# Bully sticks



## Luvinmygoldens (Jul 16, 2007)

I give them to my dogs and, in my opinion, I think they're much safer than rawhide. I don't give them real often though, just as an occasional treat.


----------



## cubbysan (Mar 13, 2007)

Thanks for this question. I have been wondering the same thing. I bought Brady one this week, and he loves it. I don't believe in rawhide, so I am hoping this is a healthier alternative.


----------



## Penny & Maggie's Mom (Oct 4, 2007)

These are a favorite of our pack. Much better and safer than rawhide and the Merrick ones are all made in USA and are not smoked or have additives. They're expensive ( and pretty gross when you think about what they actually are.... ) but well worth it. The down side for us is that they don't last long......


----------



## GoldenJoyx'stwo (Feb 25, 2007)

I give Shadow and Tucker Bully sticks. I buy the braided sticks because they last Tucker much longer than the others. These seem to be the only chews I can trust Tucker with.

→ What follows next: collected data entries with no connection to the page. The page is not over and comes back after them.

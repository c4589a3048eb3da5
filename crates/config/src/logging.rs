//! Logging configuration for the orchestrator CLI
//!
//! Compact terminal output plus optional file logging using tracing.

use crate::{Error, Result};
use std::path::Path;
use tracing_subscriber::{EnvFilter, Layer, fmt, layer::SubscriberExt, util::SubscriberInitExt};

/// Initialize the logging system
///
/// # Arguments
/// * `verbose` - Enable debug level logging
/// * `log_file` - Optional path to write logs to a file
///
/// # Examples
/// ```ignore
/// // Basic usage with info level
/// init(false, None)?;
///
/// // Write verbose logs to file
/// init(true, Some(Path::new("orchestrator.log")))?;
/// ```
pub fn init(verbose: bool, log_file: Option<&Path>) -> Result<()> {
    let level = if verbose { "debug" } else { "info" };

    // RUST_LOG takes precedence over the verbose flag
    let env_filter = EnvFilter::try_from_default_env()
        .or_else(|_| {
            EnvFilter::try_new(format!(
                "hookflow={level},hookflow_engine={level},hookflow_config={level}"
            ))
        })
        .map_err(|e| Error::Message(format!("Invalid log filter: {e}")))?;

    let stdout_layer = fmt::layer()
        .with_writer(std::io::stderr)
        .with_target(false)
        .with_thread_ids(false)
        .with_thread_names(false)
        .with_file(false)
        .with_line_number(false)
        .compact()
        .with_ansi(true);

    // Timestamps only in verbose mode
    let stdout_layer = if verbose {
        stdout_layer.boxed()
    } else {
        stdout_layer.without_time().boxed()
    }
    .with_filter(env_filter);

    let file_layer = match log_file {
        Some(log_path) => {
            let file = std::fs::OpenOptions::new()
                .create(true)
                .append(true)
                .open(log_path)?;

            Some(
                fmt::layer()
                    .with_writer(file)
                    .with_ansi(false)
                    .with_target(true)
                    .with_thread_ids(true)
                    .with_file(true)
                    .with_line_number(true)
                    .pretty()
                    .with_filter(EnvFilter::new("debug")),
            )
        }
        None => None,
    };

    tracing_subscriber::registry()
        .with(stdout_layer)
        .with(file_layer)
        .try_init()
        .map_err(|e| Error::Message(format!("Failed to initialize logging: {e}")))?;

    Ok(())
}
//! Base error types for hookflow
//!
//! This module provides the foundation error types that all crates can use.

use std::path::PathBuf;
use thiserror::Error;

/// Base error type for shared functionality
#[derive(Error, Debug)]
pub enum Error {
    /// IO error
    #[error("IO error: {0}")]
    Io(#[from] std::io::Error),

    /// The hooks configuration document could not be read
    #[error("Failed to read hooks configuration {}: {source}", path.display())]
    ConfigRead {
        path: PathBuf,
        #[source]
        source: std::io::Error,
    },

    /// The hooks configuration document is not valid JSON for the expected shape
    #[error("Failed to parse hooks configuration {}: {source}", path.display())]
    ConfigParse {
        path: PathBuf,
        #[source]
        source: serde_json::Error,
    },

    /// Hook configuration error
    #[error("Hook configuration error: {0}")]
    HookConfig(String),

    /// Hook execution error
    #[error("Hook execution error: {0}")]
    HookExecution(String),

    /// A hook in a sequential group failed, aborting the invocation
    #[error("Sequential group '{group}' aborted: hook '{hook}' failed")]
    SequentialGroupFailed { group: String, hook: String },

    /// One or more hooks failed during the invocation
    #[error("{failed} of {total} hooks failed")]
    HooksFailed { failed: usize, total: usize },

    /// Smart filter, cache or queue service failure
    #[error("{service} unavailable: {message}")]
    AuxiliaryService {
        service: &'static str,
        message: String,
    },

    /// Profiler snapshot persistence error
    #[error("Profiler persistence error: {0}")]
    Persistence(String),

    /// Tool input payload is not a JSON object
    #[error("Invalid tool input: {0}")]
    InvalidToolInput(String),

    /// Generic error message
    #[error("{0}")]
    Message(String),
}

impl Error {
    /// Shorthand for an auxiliary service failure
    pub fn auxiliary(service: &'static str, message: impl Into<String>) -> Self {
        Self::AuxiliaryService {
            service,
            message: message.into(),
        }
    }
}

/// Result type alias
pub type Result<T> = std::result::Result<T, Error>;

#[cfg(test)]
mod tests {
    #![allow(clippy::unwrap_used, clippy::panic)]
    use super::*;

    #[test]
    fn test_sequential_group_failed_message() {
        let err = Error::SequentialGroupFailed {
            group: "migrate".to_string(),
            hook: "h1".to_string(),
        };
        assert_eq!(
            err.to_string(),
            "Sequential group 'migrate' aborted: hook 'h1' failed"
        );
    }

    #[test]
    fn test_auxiliary_shorthand() {
        let err = Error::auxiliary("smart filter", "binary missing");
        assert_eq!(err.to_string(), "smart filter unavailable: binary missing");
    }

    #[test]
    fn test_config_parse_includes_path() {
        let source = serde_json::from_str::<serde_json::Value>("{").unwrap_err();
        let err = Error::ConfigParse {
            path: PathBuf::from("/tmp/groups.json"),
            source,
        };
        assert!(err.to_string().contains("/tmp/groups.json"));
    }
}
//! Runtime settings for one orchestrator invocation
//!
//! Everything that is not part of the hooks document: where things live on disk,
//! how long auxiliary processes may take, and how much telemetry to retain.

use crate::dirs::{self, hooks_path};
use std::path::{Path, PathBuf};
use std::time::Duration;

/// Default capacity of the profiler ring buffer
pub const DEFAULT_MAX_METRICS: usize = 1000;

/// Default timeout for smart filter, cache and enqueue calls
pub const DEFAULT_AUX_TIMEOUT: Duration = Duration::from_secs(10);

/// Settings resolved by the composition root before the orchestrator starts
#[derive(Debug, Clone)]
pub struct OrchestratorSettings {
    /// Path of the hooks configuration document
    pub config_path: PathBuf,
    /// Directory holding hook programs and auxiliary scripts
    pub hooks_dir: PathBuf,
    /// Working directory for hooks and root for file cache warmup
    pub working_dir: PathBuf,
    /// Profiler snapshot path; `None` keeps telemetry in memory only
    pub metrics_file: Option<PathBuf>,
    /// Profiler ring buffer capacity
    pub max_metrics: usize,
    /// Timeout for each auxiliary process call
    pub aux_timeout: Duration,
    /// Compile missing auxiliary binaries from source during initialization
    pub build_missing: bool,
}

impl OrchestratorSettings {
    /// Settings with defaults for everything but the two required paths
    pub fn new(config_path: impl Into<PathBuf>, hooks_dir: impl Into<PathBuf>) -> Self {
        Self {
            config_path: config_path.into(),
            hooks_dir: hooks_dir.into(),
            working_dir: std::env::current_dir().unwrap_or_else(|_| PathBuf::from(".")),
            metrics_file: dirs::default_metrics_file(),
            max_metrics: DEFAULT_MAX_METRICS,
            aux_timeout: DEFAULT_AUX_TIMEOUT,
            build_missing: true,
        }
    }

    /// Override the working directory
    #[must_use]
    pub fn working_dir(mut self, dir: impl Into<PathBuf>) -> Self {
        self.working_dir = dir.into();
        self
    }

    /// Override the profiler snapshot path
    #[must_use]
    pub fn metrics_file(mut self, path: Option<PathBuf>) -> Self {
        self.metrics_file = path;
        self
    }

    /// Override the ring buffer capacity (clamped to at least 1)
    #[must_use]
    pub fn max_metrics(mut self, capacity: usize) -> Self {
        self.max_metrics = capacity.max(1);
        self
    }

    /// Override the auxiliary call timeout
    #[must_use]
    pub fn aux_timeout(mut self, timeout: Duration) -> Self {
        self.aux_timeout = timeout;
        self
    }

    /// Enable or disable building auxiliary binaries
    #[must_use]
    pub fn build_missing(mut self, enabled: bool) -> Self {
        self.build_missing = enabled;
        self
    }

    /// Absolute path of a hook program
    pub fn hook_path(&self, hook_name: &str) -> PathBuf {
        self.hooks_dir.join(hook_name)
    }

    /// Cache endpoint script
    pub fn cache_script(&self) -> PathBuf {
        hooks_path(&self.hooks_dir, dirs::CACHE_SCRIPT)
    }

    /// Shared cache binary and its source
    pub fn shared_cache(&self) -> (PathBuf, PathBuf) {
        (
            hooks_path(&self.hooks_dir, dirs::SHARED_CACHE_BINARY),
            hooks_path(&self.hooks_dir, dirs::SHARED_CACHE_SOURCE),
        )
    }

    /// Smart filter binary and its source
    pub fn smart_filter(&self) -> (PathBuf, PathBuf) {
        (
            hooks_path(&self.hooks_dir, dirs::SMART_FILTER_BINARY),
            hooks_path(&self.hooks_dir, dirs::SMART_FILTER_SOURCE),
        )
    }

    /// Background enqueue program
    pub fn enqueue_script(&self) -> PathBuf {
        hooks_path(&self.hooks_dir, dirs::ENQUEUE_SCRIPT)
    }

    /// Hooks directory as a path reference
    pub fn hooks_dir(&self) -> &Path {
        &self.hooks_dir
    }
}
//! Hook execution profiler
//!
//! Thread-safe telemetry for hook runs. Samples go into a capped FIFO ring
//! buffer; each hook also has an [`AggregatedMetrics`] roll-up. After every
//! sample the full state is written to the snapshot file, if one is configured.
//!
//! ## Concurrency
//!
//! One `RwLock` guards the buffer, the roll-ups and the retained-window sums.
//! Queries take the read side. [`HookProfiler::record_metrics`] and
//! [`HookProfiler::clear_metrics`] hold the write side for append, roll-up
//! refresh and persistence together, so snapshot writes never interleave.
//!
//! ## Aggregation
//!
//! Roll-ups are maintained incrementally. Every hook keeps running sums over
//! its samples still in the buffer; evicting a sample subtracts it again. This
//! keeps `average_time_ms` and `cache_hit_rate` equal to a rescan of the
//! retained samples without touching the whole buffer on each insert.

mod metrics;
mod snapshot;

pub use metrics::{AggregatedMetrics, HookMetrics, MetricStatus};
pub use snapshot::ProfilerSnapshot;

use metrics::RetainedWindow;
use serde::Serialize;
use std::collections::{BTreeMap, HashMap, VecDeque};
use std::path::{Path, PathBuf};
use std::sync::{PoisonError, RwLock, RwLockReadGuard, RwLockWriteGuard};
use std::time::{Duration, Instant};

#[derive(Debug, Default)]
struct ProfilerState {
    recent: VecDeque<HookMetrics>,
    aggregated: BTreeMap<String, AggregatedMetrics>,
    windows: HashMap<String, RetainedWindow>,
}

impl ProfilerState {
    fn push(&mut self, sample: HookMetrics, capacity: usize) {
        let window = self.windows.entry(sample.hook_name.clone()).or_default();
        window.add(&sample);
        let window = *window;

        let aggregated = self
            .aggregated
            .entry(sample.hook_name.clone())
            .or_insert_with(|| AggregatedMetrics::first(&sample));
        aggregated.absorb(&sample);
        aggregated.refresh(&window);

        self.recent.push_back(sample);

        while self.recent.len() > capacity {
            let Some(evicted) = self.recent.pop_front() else {
                break;
            };
            if let Some(window) = self.windows.get_mut(&evicted.hook_name) {
                window.remove(&evicted);
                if let Some(aggregated) = self.aggregated.get_mut(&evicted.hook_name) {
                    aggregated.refresh(window);
                }
            }
        }
    }

    fn rebuild_windows(&mut self) {
        self.windows.clear();
        for sample in &self.recent {
            self.windows
                .entry(sample.hook_name.clone())
                .or_default()
                .add(sample);
        }
        for (name, window) in &self.windows {
            if let Some(aggregated) = self.aggregated.get_mut(name) {
                aggregated.refresh(window);
            }
        }
    }
}

/// Process-wide hook telemetry
///
/// Constructed once by the composition root and shared behind an `Arc`.
#[derive(Debug)]
pub struct HookProfiler {
    state: RwLock<ProfilerState>,
    capacity: usize,
    snapshot_path: Option<PathBuf>,
}

impl HookProfiler {
    /// In-memory profiler with the given ring buffer capacity
    pub fn new(capacity: usize) -> Self {
        Self {
            state: RwLock::new(ProfilerState::default()),
            capacity: capacity.max(1),
            snapshot_path: None,
        }
    }

    /// Profiler that persists to `path` after every sample
    pub fn with_snapshot(capacity: usize, path: impl Into<PathBuf>) -> Self {
        Self {
            snapshot_path: Some(path.into()),
            ..Self::new(capacity)
        }
    }

    /// Persisting profiler seeded from an existing snapshot at `path`
    ///
    /// A missing file starts empty. An unreadable one is logged and ignored.
    pub fn restore(capacity: usize, path: impl Into<PathBuf>) -> Self {
        let profiler = Self::with_snapshot(capacity, path);
        let Some(path) = profiler.snapshot_path.as_deref() else {
            return profiler;
        };
        if !path.exists() {
            return profiler;
        }

        match ProfilerSnapshot::read(path) {
            Ok(snapshot) => {
                let mut state = profiler.write();
                let skip = snapshot
                    .recent_metrics
                    .len()
                    .saturating_sub(profiler.capacity);
                state.recent = snapshot.recent_metrics.into_iter().skip(skip).collect();
                state.aggregated = snapshot.aggregated_metrics;
                state.rebuild_windows();
                tracing::debug!(
                    samples = state.recent.len(),
                    hooks = state.aggregated.len(),
                    "Restored profiler snapshot"
                );
            }
            Err(e) => tracing::warn!("Ignoring profiler snapshot: {}", e),
        }
        profiler
    }

    fn read(&self) -> RwLockReadGuard<'_, ProfilerState> {
        self.state.read().unwrap_or_else(PoisonError::into_inner)
    }

    fn write(&self) -> RwLockWriteGuard<'_, ProfilerState> {
        self.state.write().unwrap_or_else(PoisonError::into_inner)
    }

    /// Ring buffer capacity
    pub fn capacity(&self) -> usize {
        self.capacity
    }

    /// Snapshot file, if persistence is enabled
    pub fn snapshot_path(&self) -> Option<&Path> {
        self.snapshot_path.as_deref()
    }

    /// Start timing one execution of `hook_name`
    pub fn start_timer(&self, hook_name: impl Into<String>) -> Timer<'_> {
        Timer {
            profiler: self,
            hook_name: hook_name.into(),
            started_at: Instant::now(),
            files_processed: 0,
            cache_hits: 0,
            cache_misses: 0,
            custom_metrics: serde_json::Map::new(),
        }
    }

    /// Record one sample
    ///
    /// Appends to the ring buffer (evicting the oldest entries beyond capacity),
    /// refreshes the roll-up and rewrites the snapshot. Persistence failures are
    /// logged and otherwise ignored.
    pub fn record_metrics(&self, sample: HookMetrics) {
        let mut state = self.write();
        state.push(sample, self.capacity);
        self.persist(&state);
    }

    /// Drop every sample and roll-up, then persist the empty snapshot
    pub fn clear_metrics(&self) {
        let mut state = self.write();
        *state = ProfilerState::default();
        self.persist(&state);
    }

    fn persist(&self, state: &ProfilerState) {
        let Some(path) = &self.snapshot_path else {
            return;
        };
        if let Err(e) = snapshot::write(path, &state.aggregated, &state.recent) {
            tracing::warn!("Failed to persist profiler snapshot: {}", e);
        }
    }

    /// Copy of every roll-up
    pub fn get_aggregated_metrics(&self) -> BTreeMap<String, AggregatedMetrics> {
        self.read().aggregated.clone()
    }

    /// Roll-up for one hook
    pub fn aggregated(&self, hook_name: &str) -> Option<AggregatedMetrics> {
        self.read().aggregated.get(hook_name).cloned()
    }

    /// Up to `limit` retained samples for `hook_name`, most recent first
    pub fn get_metrics(&self, hook_name: &str, limit: usize) -> Vec<HookMetrics> {
        self.read()
            .recent
            .iter()
            .rev()
            .filter(|m| m.hook_name == hook_name)
            .take(limit)
            .cloned()
            .collect()
    }

    /// Number of retained samples
    pub fn recent_len(&self) -> usize {
        self.read().recent.len()
    }

    /// The `n` hooks with the highest average time
    pub fn get_top_slowest_hooks(&self, n: usize) -> Vec<AggregatedMetrics> {
        let mut all: Vec<_> = self.read().aggregated.values().cloned().collect();
        all.sort_by(|a, b| b.average_time_ms.total_cmp(&a.average_time_ms));
        all.truncate(n);
        all
    }

    /// Overall telemetry with the five slowest hooks
    pub fn summary(&self) -> ProfilerSummary {
        let state = self.read();
        let mut slowest: Vec<_> = state.aggregated.values().cloned().collect();
        slowest.sort_by(|a, b| b.average_time_ms.total_cmp(&a.average_time_ms));
        slowest.truncate(SUMMARY_SLOWEST);

        ProfilerSummary {
            tracked_hooks: state.aggregated.len(),
            total_executions: state.aggregated.values().map(|a| a.total_executions).sum(),
            retained_samples: state.recent.len(),
            slowest,
        }
    }

    /// Owned copy of the current state in snapshot form
    pub fn snapshot(&self) -> ProfilerSnapshot {
        let state = self.read();
        ProfilerSnapshot {
            aggregated_metrics: state.aggregated.clone(),
            recent_metrics: state.recent.iter().cloned().collect(),
            generated_at: chrono::Utc::now(),
        }
    }
}

/// Number of hooks listed in [`ProfilerSummary::slowest`]
pub const SUMMARY_SLOWEST: usize = 5;

/// Overview returned by [`HookProfiler::summary`]
#[derive(Debug, Clone, PartialEq, Serialize)]
pub struct ProfilerSummary {
    /// Hooks with a roll-up
    pub tracked_hooks: usize,
    /// Executions across all hooks
    pub total_executions: u64,
    /// Samples still in the ring buffer
    pub retained_samples: usize,
    /// Highest average time first
    pub slowest: Vec<AggregatedMetrics>,
}

/// In-flight measurement for one hook execution
///
/// Annotations accumulate on the timer; [`Timer::stop`] turns it into a
/// [`HookMetrics`] sample and records it.
#[derive(Debug)]
pub struct Timer<'p> {
    profiler: &'p HookProfiler,
    hook_name: String,
    started_at: Instant,
    files_processed: u64,
    cache_hits: u64,
    cache_misses: u64,
    custom_metrics: serde_json::Map<String, serde_json::Value>,
}

impl Timer<'_> {
    /// Number of files the hook processed
    pub fn set_files_processed(&mut self, count: u64) {
        self.files_processed = count;
    }

    /// Cache statistics reported by the hook
    pub fn set_cache_stats(&mut self, hits: u64, misses: u64) {
        self.cache_hits = hits;
        self.cache_misses = misses;
    }

    /// Attach a free-form annotation
    pub fn set_custom_metric(&mut self, key: impl Into<String>, value: impl Into<serde_json::Value>) {
        self.custom_metrics.insert(key.into(), value.into());
    }

    /// Finish the measurement and record it
    pub fn stop(self, status: MetricStatus, error_details: Option<String>) -> Duration {
        let elapsed = self.started_at.elapsed();
        self.profiler.record_metrics(HookMetrics {
            hook_name: self.hook_name,
            execution_time_ms: elapsed.as_secs_f64() * 1000.0,
            memory_usage_bytes: resident_memory_bytes(),
            files_processed: self.files_processed,
            cache_hits: self.cache_hits,
            cache_misses: self.cache_misses,
            timestamp: chrono::Utc::now(),
            status,
            error_details,
            custom_metrics: self.custom_metrics,
        });
        elapsed
    }
}

/// Resident set size of this process
#[cfg(target_os = "linux")]
fn resident_memory_bytes() -> u64 {
    std::fs::read_to_string("/proc/self/status")
        .ok()
        .and_then(|status| {
            status
                .lines()
                .find_map(|line| line.strip_prefix("VmRSS:"))
                .and_then(|rest| rest.trim().trim_end_matches("kB").trim().parse::<u64>().ok())
        })
        .map_or(0, |kb| kb * 1024)
}

#[cfg(not(target_os = "linux"))]
fn resident_memory_bytes() -> u64 {
    0
}
//! Well-known locations
//!
//! The profiler snapshot lives under the user's home directory so that every
//! orchestrator invocation, whatever project it runs in, writes to one file.

use std::path::{Path, PathBuf};

/// Relative location of the profiler snapshot under `$HOME`
pub const METRICS_FILE: &str = ".claude/hooks/metrics/performance-metrics.json";

/// Cache endpoint script, relative to the hooks directory
pub const CACHE_SCRIPT: &str = "cache-integration.sh";
/// Shared cache binary, relative to the hooks directory
pub const SHARED_CACHE_BINARY: &str = "shared-cache";
/// Shared cache source, relative to the hooks directory
pub const SHARED_CACHE_SOURCE: &str = "cache/shared-cache.go";
/// Smart filter binary, relative to the hooks directory
pub const SMART_FILTER_BINARY: &str = "filter/smart-filter";
/// Smart filter source, relative to the hooks directory
pub const SMART_FILTER_SOURCE: &str = "filter/smart-filter.go";
/// Enqueue program, relative to the hooks directory
pub const ENQUEUE_SCRIPT: &str = "enqueue-hook.sh";

/// Get the default profiler snapshot path
///
/// Returns `~/.claude/hooks/metrics/performance-metrics.json`
#[must_use]
pub fn default_metrics_file() -> Option<PathBuf> {
    dirs::home_dir().map(|home| home.join(METRICS_FILE))
}

/// Resolve a well-known auxiliary path inside `hooks_dir`
#[must_use]
pub fn hooks_path(hooks_dir: &Path, relative: &str) -> PathBuf {
    hooks_dir.join(relative)
}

By the way...Sam has expensive taste!


----------



## Goldilocks (Jun 3, 2007)

Penny & Maggie's Mom said:


> These are a favorite of our pack. Much better and safer than rawhide and the Merrick ones are all made in USA and are not smoked or have additives. They're expensive ( and pretty gross when you think about what they actually are.... ) but well worth it. The down side for us is that they don't last long......


 
What are they??????


----------



## GoldenJoyx'stwo (Feb 25, 2007)

Goldilocks said:


> What are they??????


Do you really want to know? You may be shocked and be forewarned, they don't smell so good!:yuck:


----------



## TheHooch (May 9, 2007)

Goldilocks said:


> What are they??????


Ohhhhh you really didn't ask that. ROFL Male member of a bull.


----------



## AquaClaraCanines (Mar 5, 2006)

Well I don't like to eat 'em...

LOL!

My dogs LOVE EM!!!!!!!!!!!!!!!!!!


----------



## missmarstar (Jul 22, 2007)

Kimm said:


> I give Shadow and Tucker Bully sticks. I buy the braided sticks because they last Tucker much longer than the others. These seem to be the only chews I can trust Tucker with.
> 
> By the way...Sam has expensive taste!


yes he has very expensive taste! The stupid thing cost me like 4 bucks and he ate it all in about 10 minutes! It was one of those braided ones too. Pretty gross knowing what it is, but he didn't seem to mind and I got lotsof lovies when he was done with it


----------



## Kzwicker (Aug 14, 2007)

I was told that "bully" anything was beef tendon? Was I miss informed??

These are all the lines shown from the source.